Why Israel Wants Europe’s Jews (Hint: Not Just to Shield Them From Terrorists)

Providing a safe haven to Jews has always been central to Israel’s identity. Aliyah, the Hebrew term for Jewish immigration to the Promised Land, is a basic tenet of Zionism. But Israel has other reasons for wanting to attract more Jewish immigrants from Europe.

Immigration to Israel has fallen off sharply after a huge influx following the breakup of the Soviet Union. For most of the past decade, fewer than 20,000 immigrants have been arriving annually, with the largest numbers coming from former Soviet republics and Ethiopia. Ian Lustick, a political scientist at the University of Pennsylvania who has studied Israeli immigration, describes many of these recent immigrants as coming primarily for economic reasons. Some have relatively tenuous connections to Judaism—for example, one Jewish grandparent. About 75 percent of Israel’s population now is Jewish, down from nearly 90 percent in the 1960s.

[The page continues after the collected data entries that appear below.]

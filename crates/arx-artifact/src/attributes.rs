//! Attributes, capabilities and the producer attribute schema

use serde::{Deserialize, Serialize};
use std::collections::{BTreeMap, BTreeSet};
use std::fmt::{self, Display, Formatter};

/// Immutable-by-convention set of named attribute values
///
/// Keys are kept sorted so display and comparison are deterministic.
#[derive(Debug, Clone, Default, PartialEq, Eq, Hash, Serialize, Deserialize)]
pub struct AttributeContainer(BTreeMap<String, String>);

impl AttributeContainer {
    /// Create empty container
    #[inline]
    #[must_use]
    pub fn new() -> Self {
        Self::default()
    }

    /// Add or replace an attribute (builder style)
    #[inline]
    #[must_use]
    pub fn with(mut self, name: impl Into<String>, value: impl Into<String>) -> Self {
        self.0.insert(name.into(), value.into());
        self
    }

    /// Add or replace an attribute
    #[inline]
    pub fn insert(&mut self, name: impl Into<String>, value: impl Into<String>) {
        self.0.insert(name.into(), value.into());
    }

    /// Value of an attribute
    #[inline]
    #[must_use]
    pub fn get(&self, name: &str) -> Option<&str> {
        self.0.get(name).map(String::as_str)
    }

    /// Whether the attribute is present
    #[inline]
    #[must_use]
    pub fn contains(&self, name: &str) -> bool {
        self.0.contains_key(name)
    }

    /// Number of attributes
    #[inline]
    #[must_use]
    pub fn len(&self) -> usize {
        self.0.len()
    }

    /// Whether the container holds no attributes
    #[inline]
    #[must_use]
    pub fn is_empty(&self) -> bool {
        self.0.is_empty()
    }

    /// Iterate attributes in key order
    pub fn iter(&self) -> impl Iterator<Item = (&str, &str)> {
        self.0.iter().map(|(k, v)| (k.as_str(), v.as_str()))
    }

    /// Attribute names in key order
    pub fn names(&self) -> impl Iterator<Item = &str> {
        self.0.keys().map(String::as_str)
    }

    /// Concatenate two containers; values in `overrides` win
    #[must_use]
    pub fn concat(&self, overrides: &AttributeContainer) -> Self {
        let mut merged = self.0.clone();
        for (name, value) in &overrides.0 {
            merged.insert(name.clone(), value.clone());
        }
        Self(merged)
    }

    /// Whether every attribute of `other` is present here with the same value
    #[must_use]
    pub fn contains_all(&self, other: &AttributeContainer) -> bool {
        other.iter().all(|(name, value)| self.get(name) == Some(value))
    }
}

impl Display for AttributeContainer {
    fn fmt(&self, f: &mut Formatter<'_>) -> fmt::Result {
        f.write_str("{")?;
        for (i, (name, value)) in self.iter().enumerate() {
            if i > 0 {
                f.write_str(", ")?;
            }
            write!(f, "{name}={value}")?;
        }
        f.write_str("}")
    }
}

impl<K: Into<String>, V: Into<String>> FromIterator<(K, V)> for AttributeContainer {
    fn from_iter<I: IntoIterator<Item = (K, V)>>(iter: I) -> Self {
        Self(iter.into_iter().map(|(k, v)| (k.into(), v.into())).collect())
    }
}

/// A named, optionally versioned thing provided by a variant
#[derive(Debug, Clone, PartialEq, Eq, PartialOrd, Ord, Hash, Serialize, Deserialize)]
pub struct Capability {
    /// Capability group
    pub group: String,
    /// Capability name
    pub name: String,
    /// Capability version
    pub version: Option<String>,
}

impl Capability {
    /// Create capability
    #[inline]
    #[must_use]
    pub fn new(group: impl Into<String>, name: impl Into<String>, version: Option<&str>) -> Self {
        Self {
            group: group.into(),
            name: name.into(),
            version: version.map(str::to_owned),
        }
    }

    /// Whether `self` satisfies a requested capability (version ignored)
    #[inline]
    #[must_use]
    pub fn matches(&self, requested: &Capability) -> bool {
        self.group == requested.group && self.name == requested.name
    }
}

impl Display for Capability {
    fn fmt(&self, f: &mut Formatter<'_>) -> fmt::Result {
        match &self.version {
            Some(version) => write!(f, "{}:{}:{}", self.group, self.name, version),
            None => write!(f, "{}:{}", self.group, self.name),
        }
    }
}

/// How a producer matches consumer attribute requests
///
/// A value is compatible when it is equal to the requested one or when the
/// schema declares the `(requested, candidate)` pair compatible. Attributes
/// missing on the candidate are compatible with anything.
#[derive(Debug, Clone, Default, PartialEq, Eq, Serialize, Deserialize)]
pub struct AttributesSchema {
    compatible: BTreeMap<String, BTreeSet<(String, String)>>,
}

impl AttributesSchema {
    /// Create schema with equality-only matching
    #[inline]
    #[must_use]
    pub fn new() -> Self {
        Self::default()
    }

    /// Declare that `candidate` satisfies a request for `requested`
    #[must_use]
    pub fn with_compatible(
        mut self,
        attribute: impl Into<String>,
        requested: impl Into<String>,
        candidate: impl Into<String>,
    ) -> Self {
        self.compatible
            .entry(attribute.into())
            .or_default()
            .insert((requested.into(), candidate.into()));
        self
    }

    /// Check a single attribute value
    #[must_use]
    pub fn is_compatible(&self, attribute: &str, requested: &str, candidate: &str) -> bool {
        requested == candidate
            || self.compatible.get(attribute).is_some_and(|pairs| {
                pairs.contains(&(requested.to_owned(), candidate.to_owned()))
            })
    }

    /// Check every requested attribute against a candidate
    #[must_use]
    pub fn matches(&self, candidate: &AttributeContainer, requested: &AttributeContainer) -> bool {
        requested.iter().all(|(name, value)| {
            candidate
                .get(name)
                .map_or(true, |actual| self.is_compatible(name, value, actual))
        })
    }

    /// Whether every requested attribute is present with an equal value
    #[inline]
    #[must_use]
    pub fn matches_exactly(
        &self,
        candidate: &AttributeContainer,
        requested: &AttributeContainer,
    ) -> bool {
        candidate.contains_all(requested)
    }
}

Western European Jews, by contrast, generally have stronger connections to Judaism—and they are showing interest in Israel. Immigrant arrivals to Israel rose sharply last year, with France accounting for 7,000 of the 26,500 total, more than any other country. France has Europe’s largest Jewish population and also has suffered several terrorist attacks on Jewish sites, including a shooting that killed four people at a kosher supermarket in Paris on Jan. 30.